//! Bound on concurrently running CGI processes.
//!
//! # Design Decisions
//! - Backed by a fair (FIFO) Tokio semaphore
//! - The slot lives in an RAII token, so every exit path releases it,
//!   including panics and cancelled futures

use std::sync::Arc;
use std::time::Instant;

use tokio::sync::{OwnedSemaphorePermit, Semaphore};

use crate::cgi::error::GatewayError;
use crate::observability::metrics;

/// Counting gate of fixed capacity.
#[derive(Debug, Clone)]
pub struct AdmissionController {
    slots: Arc<Semaphore>,
    capacity: usize,
}

impl AdmissionController {
    pub fn new(capacity: usize) -> Self {
        Self {
            slots: Arc::new(Semaphore::new(capacity)),
            capacity,
        }
    }

    /// Wait until a slot is free and take it.
    pub async fn acquire(&self) -> Result<AdmissionToken, GatewayError> {
        let started = Instant::now();
        let permit = self
            .slots
            .clone()
            .acquire_owned()
            .await
            .map_err(|_| GatewayError::AdmissionClosed)?;
        metrics::record_admission_wait(started);

        tracing::trace!(
            available = self.slots.available_permits(),
            capacity = self.capacity,
            "Admission slot acquired"
        );
        Ok(AdmissionToken { _permit: permit })
    }

    /// Take a slot only if one is free right now.
    pub fn try_acquire(&self) -> Option<AdmissionToken> {
        self.slots
            .clone()
            .try_acquire_owned()
            .ok()
            .map(|permit| AdmissionToken { _permit: permit })
    }

    pub fn available(&self) -> usize {
        self.slots.available_permits()
    }

    pub fn in_use(&self) -> usize {
        self.capacity - self.available()
    }

    pub fn capacity(&self) -> usize {
        self.capacity
    }
}

/// One admission slot. Dropping it releases the slot.
#[derive(Debug)]
pub struct AdmissionToken {
    _permit: OwnedSemaphorePermit,
}

impl AdmissionToken {
    /// Give the slot back explicitly.
    pub fn release(self) {}
}
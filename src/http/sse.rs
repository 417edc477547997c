//! Server-sent events endpoint: one `data:` event per stdout line.

use std::convert::Infallible;

use axum::{
    body::Body,
    extract::State,
    http::Request,
    response::{
        sse::{Event, Sse},
        IntoResponse, Response,
    },
};
use bytes::Bytes;
use futures_util::StreamExt;

use crate::cgi::TransportKind;
use crate::http::request::request_context;
use crate::http::server::{read_body, AppState};

pub(crate) async fn sse_handler(State(state): State<AppState>, request: Request<Body>) -> Response {
    let (parts, body) = request.into_parts();
    let ctx = request_context(TransportKind::Http, &parts, state.local_addr);

    let body = match read_body(&parts.method, body, state.max_body_size).await {
        Ok(body) => body,
        Err(e) => return e.into_response(),
    };

    match state.gateway.serve_sse(&ctx, body).await {
        Ok(lines) => {
            let events = lines.map(|line| Ok::<_, Infallible>(line_event(&line)));
            Sse::new(events).into_response()
        }
        Err(e) => e.into_response(),
    }
}

/// Event for one stdout line. A stray `\r` cannot be framed in SSE and is
/// dropped; invalid UTF-8 is replaced.
fn line_event(line: &Bytes) -> Event {
    let text = String::from_utf8_lossy(line).replace('\r', "");
    Event::default().data(text)
}
//! CGI/1.1 gateway.
//!
//! Runs executable scripts under a root directory for each request and
//! bridges their stdio to one of three client transports:
//!
//! ```text
//!                    ┌──────────────────────────────────────────────┐
//!   HTTP request ───▶│ http::server ──▶ cgi::Gateway                 │
//!                    │   /cgi-bin  ──▶ bridge::buffered ─┐            │
//!   WebSocket ◀─────▶│   /ws       ──▶ bridge::websocket ├─▶ process ─┼──▶ script
//!   SSE stream ◀─────│   /sse      ──▶ bridge::sse ──────┘            │
//!                    │                                                │
//!                    │  admission · env · path · decode · stderr      │
//!                    │  config · observability · lifecycle            │
//!                    └──────────────────────────────────────────────┘
//! ```

pub mod cgi;
pub mod config;
pub mod http;
pub mod lifecycle;
pub mod observability;

pub use cgi::Gateway;
pub use config::GatewayConfig;
pub use http::HttpServer;
pub use lifecycle::Shutdown;
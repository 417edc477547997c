//! Configuration schema definitions.
//!
//! This module defines the complete configuration structure for the gateway.
//! All types derive Serde traits for deserialization from config files.

use std::path::PathBuf;

use serde::{Deserialize, Serialize};

/// Root configuration for the CGI gateway.
#[derive(Debug, Clone, Deserialize, Serialize, Default)]
#[serde(default)]
pub struct GatewayConfig {
    /// Listener configuration (bind address).
    pub listener: ListenerConfig,

    /// CGI engine settings.
    pub cgi: CgiConfig,

    /// URL prefixes the bridges are mounted on.
    pub mounts: MountConfig,

    /// Request limits.
    pub limits: LimitsConfig,

    /// Observability settings.
    pub observability: ObservabilityConfig,
}

/// Listener configuration.
#[derive(Debug, Clone, Deserialize, Serialize)]
#[serde(default)]
pub struct ListenerConfig {
    /// Bind address (e.g., "127.0.0.1:8080").
    pub bind_address: String,
}

impl Default for ListenerConfig {
    fn default() -> Self {
        Self {
            bind_address: "127.0.0.1:8080".to_string(),
        }
    }
}

/// CGI engine configuration.
#[derive(Debug, Clone, Deserialize, Serialize)]
#[serde(default)]
pub struct CgiConfig {
    /// Directory scripts are resolved against.
    pub root: PathBuf,

    /// Per-invocation budget in seconds. Kept short: CGI scripts are
    /// expected to answer quickly.
    pub timeout_secs: f64,

    /// Maximum number of concurrently running scripts.
    pub max_process: usize,

    /// Value of `SERVER_SOFTWARE`.
    pub server_software: String,
}

impl Default for CgiConfig {
    fn default() -> Self {
        Self {
            root: std::env::current_dir().unwrap_or_else(|_| PathBuf::from(".")),
            timeout_secs: 1.0,
            max_process: 10,
            server_software: format!("cgi-gateway/{}", env!("CARGO_PKG_VERSION")),
        }
    }
}

/// Mount points; `None` disables a bridge.
#[derive(Debug, Clone, Deserialize, Serialize)]
#[serde(default)]
pub struct MountConfig {
    /// Buffered request/response bridge.
    pub http: Option<String>,

    /// WebSocket bridge.
    pub websocket: Option<String>,

    /// Server-sent events bridge.
    pub sse: Option<String>,
}

impl Default for MountConfig {
    fn default() -> Self {
        Self {
            http: Some("/cgi-bin".to_string()),
            websocket: Some("/ws".to_string()),
            sse: Some("/sse".to_string()),
        }
    }
}

impl MountConfig {
    /// Enabled mounts as `(name, prefix)` pairs.
    pub fn enabled(&self) -> Vec<(&'static str, &str)> {
        [
            ("http", self.http.as_deref()),
            ("websocket", self.websocket.as_deref()),
            ("sse", self.sse.as_deref()),
        ]
        .into_iter()
        .filter_map(|(name, prefix)| prefix.map(|p| (name, p)))
        .collect()
    }
}

/// Request limits.
#[derive(Debug, Clone, Deserialize, Serialize)]
#[serde(default)]
pub struct LimitsConfig {
    /// Maximum POST body size in bytes.
    pub max_body_size: usize,

    /// Time allowed to produce response headers, in seconds.
    pub request_secs: u64,
}

impl Default for LimitsConfig {
    fn default() -> Self {
        Self {
            max_body_size: 2 * 1024 * 1024, // 2MB
            request_secs: 30,
        }
    }
}

/// Observability configuration.
#[derive(Debug, Clone, Deserialize, Serialize)]
#[serde(default)]
pub struct ObservabilityConfig {
    /// Log level (trace, debug, info, warn, error).
    pub log_level: String,

    /// Enable metrics endpoint.
    pub metrics_enabled: bool,

    /// Metrics endpoint bind address.
    pub metrics_address: String,
}

impl Default for ObservabilityConfig {
    fn default() -> Self {
        Self {
            log_level: "info".to_string(),
            metrics_enabled: false,
            metrics_address: "127.0.0.1:9090".to_string(),
        }
    }
}

#[cfg(test)]
mod tests {
    use super::*;

    #[test]
    fn test_defaults() {
        let config = GatewayConfig::default();
        assert_eq!(config.cgi.timeout_secs, 1.0);
        assert_eq!(config.cgi.max_process, 10);
        assert_eq!(config.mounts.enabled().len(), 3);
        assert!(config.cgi.server_software.starts_with("cgi-gateway/"));
    }

    #[test]
    fn test_partial_toml() {
        let config: GatewayConfig = toml::from_str(
            r#"
            [cgi]
            root = "/srv/cgi"
            max_process = 4

            [mounts]
            websocket = "/chat"
            "#,
        )
        .unwrap();
        assert_eq!(config.cgi.root, PathBuf::from("/srv/cgi"));
        assert_eq!(config.cgi.max_process, 4);
        assert_eq!(config.cgi.timeout_secs, 1.0);
        assert_eq!(config.mounts.websocket.as_deref(), Some("/chat"));
        assert_eq!(config.mounts.http.as_deref(), Some("/cgi-bin"));
    }
}
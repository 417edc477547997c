//! Lifecycle management subsystem.
//!
//! # Data Flow
//! ```text
//! Startup (main.rs):
//!     Load config → Validate → Build Gateway → Bind listener → Serve
//!
//! Shutdown (shutdown.rs):
//!     Signal received → Stop accepting → Drain in-flight requests → Exit
//!
//! Signals (signals.rs):
//!     SIGTERM/SIGINT → Trigger graceful shutdown
//! ```
//!
//! # Design Decisions
//! - Running scripts are not signalled on shutdown; each bridge still
//!   enforces its own time budget and kills on drop

pub mod shutdown;
pub mod signals;

pub use shutdown::Shutdown;
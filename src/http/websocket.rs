//! WebSocket endpoint.
//!
//! # Data Flow
//! ```text
//! Client ←──── WebSocket frames ────→ Gateway ←──── stdin / stdout ────→ Script
//! ```
//!
//! # Design Decisions
//! - The script is located before the upgrade so a missing script is a
//!   plain 404/403 instead of an accepted socket that closes at once
//! - Ping/pong is answered by the socket and never reaches the script
//! - A close frame or socket error from the client counts as a disconnect

use axum::{
    body::Body,
    extract::{
        ws::{CloseFrame, Message, WebSocket, WebSocketUpgrade},
        FromRequestParts, State,
    },
    http::Request,
    response::{IntoResponse, Response},
};
use futures_util::{future, SinkExt, StreamExt};

use crate::cgi::bridge::{Inbound, Outbound};
use crate::cgi::{Gateway, RequestContext, TransportKind};
use crate::http::request::request_context;
use crate::http::server::AppState;

pub(crate) async fn websocket_handler(
    State(state): State<AppState>,
    request: Request<Body>,
) -> Response {
    let (mut parts, _body) = request.into_parts();
    let ctx = request_context(TransportKind::WebSocket, &parts, state.local_addr);

    if let Err(e) = state.gateway.locate(&ctx).await {
        return e.into_response();
    }

    let upgrade = match WebSocketUpgrade::from_request_parts(&mut parts, &state).await {
        Ok(upgrade) => upgrade,
        Err(rejection) => return rejection.into_response(),
    };
    let gateway = state.gateway.clone();
    upgrade.on_upgrade(move |socket| run_session(gateway, ctx, socket))
}

async fn run_session(gateway: Gateway, ctx: RequestContext, socket: WebSocket) {
    let (tx, rx) = socket.split();
    let sink = tx.with(|out: Outbound| future::ready(Ok::<_, axum::Error>(to_message(out))));
    let stream = rx.filter_map(|msg| future::ready(from_message(msg)));

    match gateway.serve_websocket(&ctx, sink, stream).await {
        Ok(outcome) => tracing::debug!(
            request_id = ctx.request_id.as_deref().unwrap_or("-"),
            ended_by = ?outcome.ended_by,
            close_code = ?outcome.close_code,
            "WebSocket CGI session finished"
        ),
        Err(e) => tracing::warn!(
            request_id = ctx.request_id.as_deref().unwrap_or("-"),
            path = %ctx.path,
            error = %e,
            "WebSocket CGI session failed"
        ),
    }
}

fn to_message(out: Outbound) -> Message {
    match out {
        Outbound::Text(text) => Message::Text(text.into()),
        Outbound::Binary(bytes) => Message::Binary(bytes),
        Outbound::Close { code, reason } => Message::Close(Some(CloseFrame {
            code,
            reason: reason.into(),
        })),
    }
}

fn from_message(msg: Result<Message, axum::Error>) -> Option<Inbound> {
    match msg {
        Ok(Message::Text(text)) => Some(Inbound::Text(text.to_string())),
        Ok(Message::Binary(bytes)) => Some(Inbound::Binary(bytes)),
        Ok(Message::Ping(_)) | Ok(Message::Pong(_)) => None,
        Ok(Message::Close(_)) => Some(Inbound::Disconnect),
        Err(e) => {
            tracing::debug!(error = %e, "WebSocket receive failed");
            Some(Inbound::Disconnect)
        }
    }
}
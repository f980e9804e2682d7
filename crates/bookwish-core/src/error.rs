use rusqlite::ffi;

#[derive(Debug, thiserror::Error)]
pub enum Error {
    /// Input rejected before reaching storage.
    #[error("{0}")]
    Validation(&'static str),

    #[error("username is already taken")]
    AlreadyExists,

    #[error("not found")]
    NotFound,

    #[error("invalid username or password")]
    InvalidCredentials,

    #[error("password hashing failed: {0}")]
    Hashing(String),

    #[error(transparent)]
    Storage(#[from] anyhow::Error),
}

pub type Result<T> = std::result::Result<T, Error>;

/// Extended SQLite result code carried by a storage error, if any.
pub(crate) fn sqlite_extended_code(err: &anyhow::Error) -> Option<i32> {
    match err.downcast_ref::<rusqlite::Error>() {
        Some(rusqlite::Error::SqliteFailure(e, _)) => Some(e.extended_code),
        _ => None,
    }
}

pub(crate) fn is_unique_violation(err: &anyhow::Error) -> bool {
    sqlite_extended_code(err) == Some(ffi::SQLITE_CONSTRAINT_UNIQUE)
}

pub(crate) fn is_foreign_key_violation(err: &anyhow::Error) -> bool {
    sqlite_extended_code(err) == Some(ffi::SQLITE_CONSTRAINT_FOREIGNKEY)
}
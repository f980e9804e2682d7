pub mod api;
pub mod models;

pub use models::{Book, Review, SearchField, User, WishlistEntry};
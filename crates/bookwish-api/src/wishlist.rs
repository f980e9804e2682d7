use axum::{Extension, Json, extract::State, http::StatusCode, response::IntoResponse};

use bookwish_core::WishlistStore;
use bookwish_types::WishlistEntry;
use bookwish_types::api::{Claims, RemoveEntryResponse, WishlistEntryResponse, WishlistItemRequest};

use crate::auth::{AppState, blocking};
use crate::error::ApiError;

fn to_response(entry: WishlistEntry) -> WishlistEntryResponse {
    WishlistEntryResponse {
        id: entry.id,
        title: entry.title,
        author: entry.author,
        created_at: entry.created_at,
    }
}

pub async fn list_entries(
    State(state): State<AppState>,
    Extension(claims): Extension<Claims>,
) -> Result<impl IntoResponse, ApiError> {
    let entries = blocking(&state, move |db| WishlistStore::new(db).list_entries(claims.sub)).await?;
    Ok(Json(entries.into_iter().map(to_response).collect::<Vec<_>>()))
}

pub async fn add_entry(
    State(state): State<AppState>,
    Extension(claims): Extension<Claims>,
    Json(req): Json<WishlistItemRequest>,
) -> Result<impl IntoResponse, ApiError> {
    let entry = blocking(&state, move |db| {
        WishlistStore::new(db).add_entry(claims.sub, &req.title, &req.author)
    })
    .await?;

    Ok((StatusCode::CREATED, Json(to_response(entry))))
}

pub async fn remove_entry(
    State(state): State<AppState>,
    Extension(claims): Extension<Claims>,
    Json(req): Json<WishlistItemRequest>,
) -> Result<impl IntoResponse, ApiError> {
    let removed = blocking(&state, move |db| {
        WishlistStore::new(db).remove_entry(claims.sub, &req.title, &req.author)
    })
    .await?;

    Ok(Json(RemoveEntryResponse { removed }))
}
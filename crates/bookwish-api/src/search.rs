use axum::{
    Json,
    extract::{Query, State},
    response::IntoResponse,
};

use bookwish_types::api::SearchQuery;

use crate::auth::AppState;

/// Catalog search. Never fails: lookup problems yield an empty list.
pub async fn search_books(
    State(state): State<AppState>,
    Query(query): Query<SearchQuery>,
) -> impl IntoResponse {
    Json(state.lookup.search(&query.q, query.by).await)
}
use axum::{
    extract::{Request, State},
    http::{StatusCode, header},
    middleware::Next,
    response::Response,
};
use jsonwebtoken::{DecodingKey, Validation, decode};

use bookwish_types::api::Claims;

use crate::auth::AppState;
use crate::error::ApiError;

/// Extract and validate the JWT from the Authorization header, then expose
/// its claims to handlers as an `Extension<Claims>`.
pub async fn require_auth(
    State(state): State<AppState>,
    mut req: Request,
    next: Next,
) -> Result<Response, ApiError> {
    let token = req
        .headers()
        .get(header::AUTHORIZATION)
        .and_then(|v| v.to_str().ok())
        .and_then(|v| v.strip_prefix("Bearer "))
        .ok_or(ApiError::status(StatusCode::UNAUTHORIZED))?;

    let token_data = decode::<Claims>(
        token,
        &DecodingKey::from_secret(state.jwt_secret.as_bytes()),
        &Validation::default(),
    )
    .map_err(|_| ApiError::status(StatusCode::UNAUTHORIZED))?;

    req.extensions_mut().insert(token_data.claims);
    Ok(next.run(req).await)
}
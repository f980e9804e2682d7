use chrono::{DateTime, Utc};
use serde::{Deserialize, Serialize};
use uuid::Uuid;

use crate::models::SearchField;

// -- JWT Claims --

/// Session token claims, issued by the HTTP adapter on register/login.
#[derive(Debug, Clone, Serialize, Deserialize)]
pub struct Claims {
    pub sub: Uuid,
    pub username: String,
    pub exp: usize,
}

// -- Auth --

#[derive(Debug, Deserialize)]
#[serde(deny_unknown_fields)]
pub struct RegisterRequest {
    pub username: String,
    pub password: String,
}

#[derive(Debug, Serialize, Deserialize)]
pub struct RegisterResponse {
    pub user_id: Uuid,
    pub token: String,
}

#[derive(Debug, Deserialize)]
#[serde(deny_unknown_fields)]
pub struct LoginRequest {
    pub username: String,
    pub password: String,
}

#[derive(Debug, Serialize, Deserialize)]
pub struct LoginResponse {
    pub user_id: Uuid,
    pub username: String,
    pub token: String,
}

// -- Wishlist --

/// Body of both `POST /wishlist` and `DELETE /wishlist`.
#[derive(Debug, Deserialize)]
#[serde(deny_unknown_fields)]
pub struct WishlistItemRequest {
    pub title: String,
    pub author: String,
}

#[derive(Debug, Serialize, Deserialize)]
pub struct WishlistEntryResponse {
    pub id: Uuid,
    pub title: String,
    pub author: String,
    pub created_at: DateTime<Utc>,
}

#[derive(Debug, Serialize, Deserialize)]
pub struct RemoveEntryResponse {
    pub removed: bool,
}

// -- Reviews --

#[derive(Debug, Deserialize)]
#[serde(deny_unknown_fields)]
pub struct AddReviewRequest {
    pub title: String,
    pub author: String,
    pub body: String,
}

#[derive(Debug, Deserialize)]
pub struct ReviewQuery {
    pub title: String,
    pub author: String,
}

#[derive(Debug, Serialize, Deserialize)]
pub struct ReviewResponse {
    pub username: String,
    pub body: String,
    pub created_at: DateTime<Utc>,
}

// -- Book search --

#[derive(Debug, Deserialize)]
pub struct SearchQuery {
    pub q: String,
    #[serde(default)]
    pub by: SearchField,
}

// -- Errors --

#[derive(Debug, Serialize, Deserialize)]
pub struct ErrorResponse {
    pub error: String,
}
use std::time::Duration;

use anyhow::{Result, anyhow};
use reqwest::Client;
use serde::Deserialize;
use tracing::{debug, warn};

use bookwish_types::{Book, SearchField};

pub const DEFAULT_BASE_URL: &str = "https://openlibrary.org";
pub const DEFAULT_TIMEOUT: Duration = Duration::from_secs(10);

/// Most candidates returned for one search.
pub const MAX_RESULTS: usize = 8;

const UNKNOWN_TITLE: &str = "Unknown title";
const UNKNOWN_AUTHOR: &str = "Unknown author";

/// Best-effort client for the Open Library search endpoint.
///
/// Every failure (transport, status, decoding) degrades to an empty result.
/// There is no retry.
#[derive(Clone)]
pub struct BookLookup {
    client: Client,
    base_url: String,
}

#[derive(Debug, Deserialize)]
struct SearchResponse {
    #[serde(default)]
    docs: Vec<SearchDoc>,
}

#[derive(Debug, Deserialize)]
struct SearchDoc {
    title: Option<String>,
    #[serde(default)]
    author_name: Vec<String>,
}

impl BookLookup {
    pub fn new(base_url: impl Into<String>, timeout: Duration) -> Result<Self> {
        let client = Client::builder().timeout(timeout).build()?;
        Ok(Self {
            client,
            base_url: base_url.into().trim_end_matches('/').to_string(),
        })
    }

    pub async fn search(&self, query: &str, field: SearchField) -> Vec<Book> {
        if query.trim().is_empty() {
            return Vec::new();
        }

        match self.try_search(query, field).await {
            Ok(books) => {
                debug!("Book search {}={:?}: {} results", field.as_param(), query, books.len());
                books
            }
            Err(e) => {
                warn!("Book search {}={:?} failed: {}", field.as_param(), query, e);
                Vec::new()
            }
        }
    }

    async fn try_search(&self, query: &str, field: SearchField) -> Result<Vec<Book>> {
        let resp = self
            .client
            .get(format!("{}/search.json", self.base_url))
            .query(&[(field.as_param(), query)])
            .send()
            .await?;

        let status = resp.status();
        if !status.is_success() {
            return Err(anyhow!("catalog returned {}", status));
        }

        let body = resp.text().await?;
        parse_search_response(&body)
    }
}

/// Decode a catalog response into at most [`MAX_RESULTS`] books, filling
/// in placeholders for missing titles and authors.
pub fn parse_search_response(body: &str) -> Result<Vec<Book>> {
    let response: SearchResponse = serde_json::from_str(body)?;

    let books = response
        .docs
        .into_iter()
        .take(MAX_RESULTS)
        .map(|doc| Book {
            title: doc.title.unwrap_or_else(|| UNKNOWN_TITLE.to_string()),
            author: doc
                .author_name
                .into_iter()
                .next()
                .unwrap_or_else(|| UNKNOWN_AUTHOR.to_string()),
        })
        .collect();

    Ok(books)
}
//! Row-to-model conversion. Corrupt columns are logged and replaced with
//! defaults rather than failing the whole listing.

use bookwish_db::models::{ReviewRow, UserRow, WishlistRow};
use bookwish_types::{Review, User, WishlistEntry};
use chrono::{DateTime, NaiveDateTime, Utc};
use tracing::warn;
use uuid::Uuid;

pub(crate) fn parse_uuid(raw: &str, column: &str, row_id: &str) -> Uuid {
    raw.parse().unwrap_or_else(|e| {
        warn!("Corrupt {} '{}' on row '{}': {}", column, raw, row_id, e);
        Uuid::default()
    })
}

/// SQLite's `datetime('now')` yields "YYYY-MM-DD HH:MM:SS" in UTC without a zone.
pub(crate) fn parse_timestamp(raw: &str, row_id: &str) -> DateTime<Utc> {
    raw.parse::<DateTime<Utc>>()
        .or_else(|_| NaiveDateTime::parse_from_str(raw, "%Y-%m-%d %H:%M:%S").map(|ndt| ndt.and_utc()))
        .unwrap_or_else(|e| {
            warn!("Corrupt created_at '{}' on row '{}': {}", raw, row_id, e);
            DateTime::default()
        })
}

pub(crate) fn user(row: UserRow) -> User {
    User {
        id: parse_uuid(&row.id, "id", &row.id),
        created_at: parse_timestamp(&row.created_at, &row.id),
        username: row.username,
    }
}

pub(crate) fn wishlist_entry(row: WishlistRow) -> WishlistEntry {
    WishlistEntry {
        id: parse_uuid(&row.id, "id", &row.id),
        user_id: parse_uuid(&row.user_id, "user_id", &row.id),
        created_at: parse_timestamp(&row.created_at, &row.id),
        title: row.title,
        author: row.author,
    }
}

pub(crate) fn review(row: ReviewRow) -> Review {
    Review {
        id: parse_uuid(&row.id, "id", &row.id),
        user_id: parse_uuid(&row.user_id, "user_id", &row.id),
        created_at: parse_timestamp(&row.created_at, &row.id),
        username: row.username,
        title: row.title,
        author: row.author,
        body: row.body,
    }
}
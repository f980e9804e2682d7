use crate::Database;
use crate::models::{ReviewRow, UserRow, WishlistRow};
use anyhow::Result;
use rusqlite::{Connection, OptionalExtension, Row};

impl Database {
    // -- Users --

    pub fn create_user(&self, id: &str, username: &str, password_hash: &str) -> Result<()> {
        self.with_conn_mut(|conn| {
            conn.execute(
                "INSERT INTO users (id, username, password) VALUES (?1, ?2, ?3)",
                (id, username, password_hash),
            )?;
            Ok(())
        })
    }

    pub fn get_user_by_username(&self, username: &str) -> Result<Option<UserRow>> {
        self.with_conn(|conn| query_user(conn, "username", username))
    }

    pub fn get_user_by_id(&self, id: &str) -> Result<Option<UserRow>> {
        self.with_conn(|conn| query_user(conn, "id", id))
    }

    // -- Wishlist --

    pub fn insert_wishlist_entry(
        &self,
        id: &str,
        user_id: &str,
        title: &str,
        author: &str,
    ) -> Result<()> {
        self.with_conn_mut(|conn| {
            conn.execute(
                "INSERT INTO wishlist (id, user_id, title, author) VALUES (?1, ?2, ?3, ?4)",
                (id, user_id, title, author),
            )?;
            Ok(())
        })
    }

    pub fn get_wishlist_entry(&self, id: &str) -> Result<Option<WishlistRow>> {
        self.with_conn(|conn| {
            let row = conn
                .query_row(
                    "SELECT id, user_id, title, author, created_at FROM wishlist WHERE id = ?1",
                    [id],
                    map_wishlist_row,
                )
                .optional()?;
            Ok(row)
        })
    }

    /// Entries owned by `user_id`, oldest first.
    pub fn get_wishlist(&self, user_id: &str) -> Result<Vec<WishlistRow>> {
        self.with_conn(|conn| {
            let mut stmt = conn.prepare(
                "SELECT id, user_id, title, author, created_at
                 FROM wishlist
                 WHERE user_id = ?1
                 ORDER BY rowid",
            )?;

            let rows = stmt
                .query_map([user_id], map_wishlist_row)?
                .collect::<std::result::Result<Vec<_>, _>>()?;

            Ok(rows)
        })
    }

    /// Delete the oldest entry exactly matching (title, author).
    /// Returns false when nothing matched.
    pub fn delete_wishlist_entry(&self, user_id: &str, title: &str, author: &str) -> Result<bool> {
        self.with_conn_mut(|conn| {
            let deleted = conn.execute(
                "DELETE FROM wishlist WHERE rowid = (
                     SELECT rowid FROM wishlist
                     WHERE user_id = ?1 AND title = ?2 AND author = ?3
                     ORDER BY rowid
                     LIMIT 1
                 )",
                (user_id, title, author),
            )?;
            Ok(deleted > 0)
        })
    }

    // -- Reviews --

    pub fn insert_review(
        &self,
        id: &str,
        user_id: &str,
        title: &str,
        author: &str,
        body: &str,
    ) -> Result<()> {
        self.with_conn_mut(|conn| {
            conn.execute(
                "INSERT INTO reviews (id, user_id, title, author, body) VALUES (?1, ?2, ?3, ?4, ?5)",
                rusqlite::params![id, user_id, title, author, body],
            )?;
            Ok(())
        })
    }

    pub fn get_review(&self, id: &str) -> Result<Option<ReviewRow>> {
        self.with_conn(|conn| {
            let row = conn
                .query_row(
                    "SELECT r.id, r.user_id, u.username, r.title, r.author, r.body, r.created_at
                     FROM reviews r
                     JOIN users u ON r.user_id = u.id
                     WHERE r.id = ?1",
                    [id],
                    map_review_row,
                )
                .optional()?;
            Ok(row)
        })
    }

    /// Reviews of one book by any user, oldest first.
    pub fn get_reviews_for_book(&self, title: &str, author: &str) -> Result<Vec<ReviewRow>> {
        self.with_conn(|conn| {
            let mut stmt = conn.prepare(
                "SELECT r.id, r.user_id, u.username, r.title, r.author, r.body, r.created_at
                 FROM reviews r
                 JOIN users u ON r.user_id = u.id
                 WHERE r.title = ?1 AND r.author = ?2
                 ORDER BY r.rowid",
            )?;

            let rows = stmt
                .query_map((title, author), map_review_row)?
                .collect::<std::result::Result<Vec<_>, _>>()?;

            Ok(rows)
        })
    }
}

fn query_user(conn: &Connection, column: &str, value: &str) -> Result<Option<UserRow>> {
    // `column` is one of two literals chosen inside this module.
    let sql = format!("SELECT id, username, password, created_at FROM users WHERE {column} = ?1");
    let mut stmt = conn.prepare(&sql)?;

    let row = stmt
        .query_row([value], |row| {
            Ok(UserRow {
                id: row.get(0)?,
                username: row.get(1)?,
                password: row.get(2)?,
                created_at: row.get(3)?,
            })
        })
        .optional()?;

    Ok(row)
}

fn map_wishlist_row(row: &Row<'_>) -> rusqlite::Result<WishlistRow> {
    Ok(WishlistRow {
        id: row.get(0)?,
        user_id: row.get(1)?,
        title: row.get(2)?,
        author: row.get(3)?,
        created_at: row.get(4)?,
    })
}

fn map_review_row(row: &Row<'_>) -> rusqlite::Result<ReviewRow> {
    Ok(ReviewRow {
        id: row.get(0)?,
        user_id: row.get(1)?,
        username: row.get(2)?,
        title: row.get(3)?,
        author: row.get(4)?,
        body: row.get(5)?,
        created_at: row.get(6)?,
    })
}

## Problem to work on
Count of lines that include "AdmissionController" in the records above: write that value only.

## Answer to the exercise
2